### Description of the task
Which of the lines below contain the string "enum"? Pull each one out of the data.

[[ Data under study, beginning ]]

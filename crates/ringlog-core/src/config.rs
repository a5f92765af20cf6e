//! Logger configuration
//!
//! Capacity settings can be given directly or loaded from a file in one of:
//! - TOML (.toml)
//! - YAML (.yaml, .yml)
//! - JSON (.json)

use serde::{Deserialize, Serialize};
use std::path::{Path, PathBuf};

use crate::constants::*;
use crate::error::{Error, Result};

/// Supported configuration file formats
#[derive(Debug, Clone, Copy, PartialEq, Eq)]
pub enum ConfigFormat {
    Toml,
    Yaml,
    Json,
}

impl ConfigFormat {
    /// Detect format from file extension
    pub fn from_extension(ext: &str) -> Option<Self> {
        match ext.to_lowercase().as_str() {
            "toml" => Some(ConfigFormat::Toml),
            "yaml" | "yml" => Some(ConfigFormat::Yaml),
            "json" => Some(ConfigFormat::Json),
            _ => None,
        }
    }

    /// Detect format from file path
    pub fn from_path(path: &Path) -> Option<Self> {
        path.extension()
            .and_then(|e| e.to_str())
            .and_then(Self::from_extension)
    }
}

/// Immutable rotation settings shared by every part of a logger.
#[derive(Debug, Clone, PartialEq, Eq, Serialize)]
pub struct LoggerConfig {
    max_files: usize,
    max_lines_per_file: usize,
    file_prefix: String,
}

impl Default for LoggerConfig {
    fn default() -> Self {
        Self {
            max_files: DEFAULT_MAX_FILES,
            max_lines_per_file: DEFAULT_MAX_LINES_PER_FILE,
            file_prefix: DEFAULT_FILE_PREFIX.to_string(),
        }
    }
}

impl LoggerConfig {
    /// Create a config. Zero selects the default for that field, negative
    /// values are rejected.
    pub fn new(
        max_files: i64,
        max_lines_per_file: i64,
        file_prefix: impl Into<String>,
    ) -> Result<Self> {
        if max_files < 0 || max_lines_per_file < 0 {
            return Err(Error::config("amount and capacity of files must be over 0"));
        }

        let max_files = capacity_or(max_files, DEFAULT_MAX_FILES)?;
        let max_lines_per_file = capacity_or(max_lines_per_file, DEFAULT_MAX_LINES_PER_FILE)?;

        // Every later capacity product relies on this one fitting.
        if max_files.checked_mul(max_lines_per_file).is_none() {
            return Err(Error::config(format!(
                "ring capacity of {} files x {} lines is too large",
                max_files, max_lines_per_file
            )));
        }

        Ok(Self {
            max_files,
            max_lines_per_file,
            file_prefix: file_prefix.into(),
        })
    }

    /// Load config from file, automatically detecting format from extension
    pub fn from_file(path: &Path) -> Result<Self> {
        ConfigFile::load(path)?.into_config()
    }

    pub fn max_files(&self) -> usize {
        self.max_files
    }

    pub fn max_lines_per_file(&self) -> usize {
        self.max_lines_per_file
    }

    pub fn file_prefix(&self) -> &str {
        &self.file_prefix
    }

    /// Total lines the ring holds before wrapping
    pub fn ring_capacity(&self) -> usize {
        self.max_files * self.max_lines_per_file
    }

    /// Path of the file backing ring slot `index`
    pub fn file_path(&self, index: usize) -> PathBuf {
        PathBuf::from(log_file_name(&self.file_prefix, index))
    }
}

fn capacity_or(value: i64, default: usize) -> Result<usize> {
    if value == 0 {
        return Ok(default);
    }
    usize::try_from(value).map_err(|_| Error::config(format!("capacity {} is out of range", value)))
}

/// Configuration file structure (ringlog.toml/yaml/json)
#[derive(Debug, Default, Deserialize)]
pub struct ConfigFile {
    pub max_files: Option<i64>,
    pub max_lines_per_file: Option<i64>,
    pub file_prefix: Option<String>,
}

impl ConfigFile {
    /// Load config from file, automatically detecting format from extension
    pub fn load(path: &Path) -> Result<Self> {
        if !path.exists() {
            return Err(Error::ConfigNotFound(path.to_path_buf()));
        }

        let format = ConfigFormat::from_path(path).ok_or_else(|| {
            Error::ConfigError(format!(
                "Unsupported config file extension: {}. Expected .toml, .yaml, .yml, or .json",
                path.display()
            ))
        })?;

        let content = std::fs::read_to_string(path)?;
        Self::parse(&content, format)
    }

    /// Parse config content with specified format
    pub fn parse(content: &str, format: ConfigFormat) -> Result<Self> {
        let config = match format {
            ConfigFormat::Toml => toml::from_str(content)?,
            ConfigFormat::Yaml => serde_yaml::from_str(content)?,
            ConfigFormat::Json => serde_json::from_str(content)?,
        };
        Ok(config)
    }

    /// Validate and fill in defaults
    pub fn into_config(self) -> Result<LoggerConfig> {
        LoggerConfig::new(
            self.max_files.unwrap_or(0),
            self.max_lines_per_file.unwrap_or(0),
            self.file_prefix.unwrap_or_else(|| DEFAULT_FILE_PREFIX.to_string()),
        )
    }
}

/// Find the first known config file in `dir`, if any
pub fn find_config_file(dir: &Path) -> Option<PathBuf> {
    CONFIG_FILES
        .iter()
        .map(|name| dir.join(name))
        .find(|path| path.exists())
}
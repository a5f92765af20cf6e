//! Error types for ringlog

use std::path::PathBuf;

/// ringlog error type
#[derive(Debug, thiserror::Error)]
pub enum Error {
    #[error("Config error: {0}")]
    ConfigError(String),

    #[error("Config file not found: {0}")]
    ConfigNotFound(PathBuf),

    #[error("Trial needs at least one message, got {0}")]
    InvalidTrialCount(i64),

    #[error("Log listener is not running")]
    ListenerStopped,

    #[error("IO error: {0}")]
    IoError(#[from] std::io::Error),

    #[error("JSON error: {0}")]
    JsonError(#[from] serde_json::Error),

    #[error("TOML parse error: {0}")]
    TomlError(#[from] toml::de::Error),

    #[error("YAML parse error: {0}")]
    YamlError(#[from] serde_yaml::Error),
}

/// Result type alias for ringlog
pub type Result<T> = std::result::Result<T, Error>;

impl Error {
    pub fn config<S: Into<String>>(msg: S) -> Self {
        Error::ConfigError(msg.into())
    }
}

[[ Data under study, end ]]

### Answer to the problem
pub enum ConfigFormat {
pub enum Error {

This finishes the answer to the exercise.